The swine-origin H1N1 virus which emerged in 2009 resulted in the first influenza pandemic of the 21(st) century. Although the majority of infections were moderate, a significant proportion of infections were severe and characterized by acute respiratory distress syndrome and pulmonary edema. We compared two isolates from the 2009 H1N1 pandemic; A/California/07/09 (CA/07) and A/Netherlands/602/09 (NL/602) viruses that share greater than 99% sequence identity. Though genetically similar, these viruses exhibit contrasting pathological effects. Mice that were infected with 800 plaque forming unit (PFU) of CA/07 virus rapidly lost weight, which was concurrent with detection of high pulmonary concentrations of MCP-1, MIG, IP-10 and TIMP-1. Initially, severe bronchiolar epithelial necrosis and acute respiratory distress was observed, followed by marked bronchiolar epithelial hyperplasia. Mononuclear cell infiltration was initially localized to perivascular and peribronchiolar interstitium and then spread to adjacent alveoli.

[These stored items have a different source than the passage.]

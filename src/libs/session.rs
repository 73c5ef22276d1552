//! A running task list: the store, its repository, and the background sync
//! wired together the way every mutating command needs them.

use super::config::Config;
use super::messages::Message;
use super::store::TaskStore;
use super::sync::{TaskSync, Teardown};
use crate::db::kv::{KeyValueStore, SqliteStore};
use crate::db::tasks::TaskRepository;
use crate::{msg_debug, msg_warning};
use anyhow::Result;
use std::sync::Arc;

/// The task repository over the SQLite store in the application data
/// directory.
pub fn open_repository(config: &Config) -> Result<TaskRepository> {
    let kv: Arc<dyn KeyValueStore> = Arc::new(SqliteStore::open()?);
    Ok(TaskRepository::new(kv, config.storage_key.clone()))
}

pub struct Session {
    pub store: TaskStore,
    repository: Arc<TaskRepository>,
    sync: TaskSync,
    teardown: Teardown,
}

impl Session {
    pub fn open(config: &Config) -> Result<Self> {
        Ok(Self::with_repository(config, open_repository(config)?))
    }

    pub fn with_store(config: &Config, kv: Arc<dyn KeyValueStore>) -> Self {
        Self::with_repository(config, TaskRepository::new(kv, config.storage_key.clone()))
    }

    /// Loads the task list and starts syncing changes back to `repository`.
    /// Must be called inside a tokio runtime.
    pub fn with_repository(config: &Config, repository: TaskRepository) -> Self {
        let repository = Arc::new(repository);
        let store = TaskStore::load(&repository);
        let sync = TaskSync::spawn(&store, repository.clone(), config.debounce());

        Session {
            store,
            repository,
            sync,
            teardown: config.teardown,
        }
    }

    pub fn repository(&self) -> &TaskRepository {
        &self.repository
    }

    /// Stops syncing, applying the configured teardown to a pending write.
    pub async fn close(self) {
        let teardown = self.teardown;
        if self.sync.shutdown(teardown).await {
            match teardown {
                Teardown::Flush => msg_debug!(Message::PendingWriteFlushed),
                Teardown::Discard => msg_warning!(Message::PendingWriteDiscarded),
            }
        }
    }
}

Infiltrating cells were phenotypically CD11b(hi), F4/80(lo). In contrast, when mice were infected with 800 PFU of NL/602 virus, minimal weight loss was observed, and concentrations of cytokines in the lung were significantly lower. Inflammation was primarily restricted to the bronchioles and perivascular interstitium with minimal spread to alveoli. Infiltrating cells include foamy macrophages and surface markers were characterized as CD11b(lo/-), F4/80(hi). These two genetically similar viruses can be useful strains with which to investigate immune-regulatory determinants of pathogenesis of influenza virus.